SQL Server 2008 supports only 999 nonclustered indexes per table, so if you try to create all possible indexes on a table of more than a few columns, you will reach the limit.
Sorry, but you actually need to learn some things before you can optimize effectively. If it were simply a matter of indexing every column, then the RDBMS would do this by default.

What are the methods for identifying unnecessary columns within a covering index?

What methods are there for identifying superfluous columns in covering indices: columns which are never searched against, and therefore may be extracted into Includes, or even removed completely without affecting the applicability of the index?
To clarify things
The idea of a covering index is that it also includes columns which may not be searched by (used in the WHERE clause and such) but may be selected (part of the SELECT columns list).
There doesn't seem to be any easy way to assert the existence of unused colums in a covering index.

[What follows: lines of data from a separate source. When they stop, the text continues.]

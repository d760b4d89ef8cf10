use chrono::{DateTime, FixedOffset, NaiveDate};
use serde::{Deserialize, Serialize};
use serde_json::Value;
use thiserror::Error;
use tracing::{debug, warn};
use url::Url;

use crate::credentials::{CredentialError, TokenSource};
use crate::store::format_rfc3339;
use crate::util::truncate;

pub const DEFAULT_CALENDAR_ID: &str = "primary";
pub const GOOGLE_CALENDAR_API: &str = "https://www.googleapis.com/calendar/v3";
const TOKEN_REVOKED_MESSAGE: &str = "Token has been expired or revoked";
const ERROR_BODY_LIMIT: usize = 240;

/// A finished work block on its way to the calendar. Never persisted.
#[derive(Debug, Clone, PartialEq, Eq)]
pub struct CalendarEvent {
    pub calendar_id: String,
    pub summary: String,
    /// RFC3339.
    pub start: String,
    /// RFC3339.
    pub end: String,
}

/// Reference to the event the calendar created.
#[derive(Debug, Clone, PartialEq, Eq, Deserialize)]
pub struct InsertedEvent {
    pub id: String,
    #[serde(rename = "htmlLink", default)]
    pub html_link: Option<String>,
}

#[derive(Debug, Clone, PartialEq, Eq)]
pub enum EventTime {
    At(DateTime<FixedOffset>),
    AllDay(NaiveDate),
}

#[derive(Debug, Clone, PartialEq, Eq)]
pub struct UpcomingEvent {
    pub summary: String,
    pub start: EventTime,
    pub end: Option<EventTime>,
}

#[derive(Debug, Error)]
pub enum CalendarError {
    #[error("calendar credential expired or was revoked: {0}")]
    AuthExpired(String),
    /// The access token was refused but the credential itself may still be
    /// good (for example a refresh token is cached).
    #[error("calendar API rejected the access token: {0}")]
    Unauthorized(String),
    #[error("calendar API returned HTTP {status}: {message}")]
    Http { status: u16, message: String },
    #[error("calendar request failed: {0}")]
    Transport(String),
    #[error("unexpected calendar response: {0}")]
    Decode(String),
    #[error(transparent)]
    Credential(CredentialError),
}

impl From<CredentialError> for CalendarError {
    fn from(err: CredentialError) -> Self {
        match err {
            CredentialError::Revoked(detail) => Self::AuthExpired(detail),
            other => Self::Credential(other),
        }
    }
}

/// Remote calendar operations used by clock-out and the `upcoming` listing.
pub trait CalendarClient {
    fn insert_event(&self, event: &CalendarEvent) -> Result<InsertedEvent, CalendarError>;

    fn upcoming_events(
        &self,
        calendar_id: &str,
        from: DateTime<FixedOffset>,
        max_results: u32,
    ) -> Result<Vec<UpcomingEvent>, CalendarError>;
}

#[derive(Debug, Serialize, Deserialize, Default)]
struct EventDateTime {
    #[serde(rename = "dateTime", default, skip_serializing_if = "Option::is_none")]
    date_time: Option<String>,
    #[serde(default, skip_serializing_if = "Option::is_none")]
    date: Option<String>,
}

#[derive(Serialize)]
struct EventInsertRequest<'a> {
    summary: &'a str,
    start: EventDateTime,
    end: EventDateTime,
}

impl<'a> From<&'a CalendarEvent> for EventInsertRequest<'a> {
    fn from(event: &'a CalendarEvent) -> Self {
        Self {
            summary: &event.summary,
            start: EventDateTime {
                date_time: Some(event.start.clone()),
                date: None,
            },
            end: EventDateTime {
                date_time: Some(event.end.clone()),
                date: None,
            },
        }
    }
}

#[derive(Deserialize)]
struct EventsListResponse {
    #[serde(default)]
    items: Vec<RemoteEvent>,
}

#[derive(Deserialize)]
struct RemoteEvent {
    #[serde(default)]
    summary: Option<String>,
    #[serde(default)]
    start: Option<EventDateTime>,
    #[serde(default)]
    end: Option<EventDateTime>,
}

/// Google Calendar v3 over ureq.
pub struct GoogleCalendarClient<T> {
    agent: ureq::Agent,
    tokens: T,
    base_url: String,
}

impl<T: TokenSource> GoogleCalendarClient<T> {
    pub fn new(agent: ureq::Agent, tokens: T) -> Self {
        Self {
            agent,
            tokens,
            base_url: GOOGLE_CALENDAR_API.to_string(),
        }
    }

    pub fn tokens(&self) -> &T {
        &self.tokens
    }

    fn events_url(&self, calendar_id: &str) -> Result<Url, CalendarError> {
        let mut url = Url::parse(&self.base_url)
            .map_err(|err| CalendarError::Transport(format!("invalid API base URL: {err}")))?;
        url.path_segments_mut()
            .map_err(|_| CalendarError::Transport("API base URL cannot take a path".into()))?
            .pop_if_empty()
            .extend(["calendars", calendar_id, "events"]);
        Ok(url)
    }

    fn bearer(&self) -> Result<String, CalendarError> {
        Ok(format!("Bearer {}", self.tokens.access_token()?))
    }

    /// Send a request with the current bearer token. A plain 401 drops the
    /// cached access token and retries once with a fresh one.
    fn send_authorized<F>(&self, send: F) -> Result<String, CalendarError>
    where
        F: Fn(&str) -> Result<ureq::Response, ureq::Error>,
    {
        match read_response(send(&self.bearer()?)) {
            Err(CalendarError::Unauthorized(message)) => {
                warn!(error = %message, "access token rejected; retrying with a new one");
                self.tokens.discard_access_token()?;
                read_response(send(&self.bearer()?))
            }
            other => other,
        }
    }
}

impl<T: TokenSource> CalendarClient for GoogleCalendarClient<T> {
    fn insert_event(&self, event: &CalendarEvent) -> Result<InsertedEvent, CalendarError> {
        let url = self.events_url(&event.calendar_id)?;
        let payload = serde_json::to_string(&EventInsertRequest::from(event))
            .map_err(|err| CalendarError::Decode(err.to_string()))?;
        debug!(calendar = %event.calendar_id, "inserting calendar event");

        let body = self.send_authorized(|bearer| {
            self.agent
                .post(url.as_str())
                .set("Authorization", bearer)
                .set("Content-Type", "application/json")
                .send_string(&payload)
        })?;
        serde_json::from_str(&body).map_err(|err| CalendarError::Decode(err.to_string()))
    }

    fn upcoming_events(
        &self,
        calendar_id: &str,
        from: DateTime<FixedOffset>,
        max_results: u32,
    ) -> Result<Vec<UpcomingEvent>, CalendarError> {
        let url = self.events_url(calendar_id)?;
        let body = self.send_authorized(|bearer| {
            self.agent
                .get(url.as_str())
                .set("Authorization", bearer)
                .query("timeMin", &format_rfc3339(from))
                .query("singleEvents", "true")
                .query("orderBy", "startTime")
                .query("showDeleted", "false")
                .query("maxResults", &max_results.to_string())
                .call()
        })?;
        parse_upcoming_events(&body)
    }
}

fn read_response(result: Result<ureq::Response, ureq::Error>) -> Result<String, CalendarError> {
    match result {
        Ok(response) => response
            .into_string()
            .map_err(|err| CalendarError::Decode(err.to_string())),
        Err(ureq::Error::Status(status, response)) => {
            let body = response.into_string().unwrap_or_default();
            Err(classify_failure(status, &body))
        }
        Err(ureq::Error::Transport(err)) => Err(CalendarError::Transport(err.to_string())),
    }
}

/// Map a non-2xx Google response to a [`CalendarError`]. Matching on the
/// revoked-token message lives here and nowhere else. A 401 without that
/// message is only a stale access token.
pub fn classify_failure(status: u16, body: &str) -> CalendarError {
    let message = google_error_message(body).unwrap_or_else(|| truncate(body, ERROR_BODY_LIMIT));
    if message.contains(TOKEN_REVOKED_MESSAGE) || body.contains("invalid_grant") {
        CalendarError::AuthExpired(message)
    } else if status == 401 {
        CalendarError::Unauthorized(message)
    } else {
        CalendarError::Http { status, message }
    }
}

fn google_error_message(body: &str) -> Option<String> {
    let value: Value = serde_json::from_str(body).ok()?;
    let error = value.get("error")?;
    let message = match error {
        Value::String(code) => value
            .get("error_description")
            .and_then(Value::as_str)
            .map(|description| format!("{code}: {description}"))
            .unwrap_or_else(|| code.clone()),
        Value::Object(_) => error.get("message")?.as_str()?.to_string(),
        _ => return None,
    };
    Some(truncate(&message, ERROR_BODY_LIMIT))
}

fn parse_upcoming_events(body: &str) -> Result<Vec<UpcomingEvent>, CalendarError> {
    let parsed: EventsListResponse =
        serde_json::from_str(body).map_err(|err| CalendarError::Decode(err.to_string()))?;
    let mut events = Vec::with_capacity(parsed.items.len());
    for item in parsed.items {
        let Some(start) = item.start.as_ref().and_then(parse_event_time) else {
            debug!(summary = ?item.summary, "skipping event without a readable start");
            continue;
        };
        events.push(UpcomingEvent {
            summary: item
                .summary
                .filter(|summary| !summary.trim().is_empty())
                .unwrap_or_else(|| "(no title)".to_string()),
            start,
            end: item.end.as_ref().and_then(parse_event_time),
        });
    }
    Ok(events)
}

fn parse_event_time(value: &EventDateTime) -> Option<EventTime> {
    if let Some(raw) = value.date_time.as_deref() {
        return DateTime::parse_from_rfc3339(raw).ok().map(EventTime::At);
    }
    value
        .date
        .as_deref()
        .and_then(|raw| NaiveDate::parse_from_str(raw, "%Y-%m-%d").ok())
        .map(EventTime::AllDay)
}
use clap::{Parser, Subcommand};

#[derive(Parser, Debug)]
#[command(
    name = "clical",
    version,
    about = "Clock in and out of work and log each work block to Google Calendar",
    arg_required_else_help = true
)]
pub struct Cli {
    /// Summary (title) of the event on Google Calendar; used by `clockin`.
    #[arg(short, long, global = true, value_name = "TEXT")]
    pub summary: Option<String>,

    #[command(subcommand)]
    pub command: Commands,
}

#[derive(Subcommand, Debug, PartialEq, Eq)]
pub enum Commands {
    /// Clock in to work.
    #[command(name = "clockin", visible_alias = "ci")]
    ClockIn,
    /// Clock out of work and publish the work block.
    #[command(name = "clockout", visible_alias = "co")]
    ClockOut,
    /// Show whether a work block is in progress.
    Status,
    /// List the next events on the target calendar.
    Upcoming {
        /// How many events to show.
        #[arg(short = 'n', long, value_name = "COUNT")]
        max: Option<u32>,
    },
    /// Check credentials, token cache and calendar configuration.
    Doctor,
}

#[cfg(test)]
mod tests {
    use super::*;

    fn parse(args: &[&str]) -> Cli {
        Cli::try_parse_from(args).expect("parse")
    }

    #[test]
    fn short_aliases_map_to_commands() {
        assert_eq!(parse(&["clical", "ci"]).command, Commands::ClockIn);
        assert_eq!(parse(&["clical", "clockin"]).command, Commands::ClockIn);
        assert_eq!(parse(&["clical", "co"]).command, Commands::ClockOut);
        assert_eq!(parse(&["clical", "clockout"]).command, Commands::ClockOut);
    }

    #[test]
    fn summary_flag_works_before_or_after_command() {
        let before = parse(&["clical", "-s", "Deep work", "ci"]);
        assert_eq!(before.summary.as_deref(), Some("Deep work"));
        let after = parse(&["clical", "clockin", "--summary", "Review"]);
        assert_eq!(after.summary.as_deref(), Some("Review"));
        assert_eq!(parse(&["clical", "ci"]).summary, None);
    }

    #[test]
    fn upcoming_takes_optional_count() {
        assert_eq!(
            parse(&["clical", "upcoming", "-n", "3"]).command,
            Commands::Upcoming { max: Some(3) }
        );
        assert_eq!(
            parse(&["clical", "upcoming"]).command,
            Commands::Upcoming { max: None }
        );
    }

    #[test]
    fn unknown_or_missing_command_is_a_usage_error() {
        let unknown = Cli::try_parse_from(["clical", "lunch"]).expect_err("unknown");
        assert!(unknown.use_stderr());
        let missing = Cli::try_parse_from(["clical"]).expect_err("missing");
        assert!(missing.use_stderr());
    }

    #[test]
    fn help_is_not_an_error_stream() {
        let help = Cli::try_parse_from(["clical", "--help"]).expect_err("help");
        assert!(!help.use_stderr());
    }
}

I can only think of a painstaking process below:
For a representative period of time, record all queries being run on the server (or on the table desired)
Filter out (through regular expression) queries not involving the underlying table
For remaining queries, obtain the query plan; discard queries not involving the index in question
For the remaining queries, or rather for each "template" of query (many queries are same but for the search criteria values), make the list of the columns from the index that are either in select or where clause (or in JOIN...)
the columns from the index not found in that list are positively good to go.
Now, there may be a few more [columns to remove] because the process above doesn't check in which context the covering index is used (it is possible that it be used for resolving the where, but that the underlying table is still accessed as well (for example to get to columns not in the covering index...)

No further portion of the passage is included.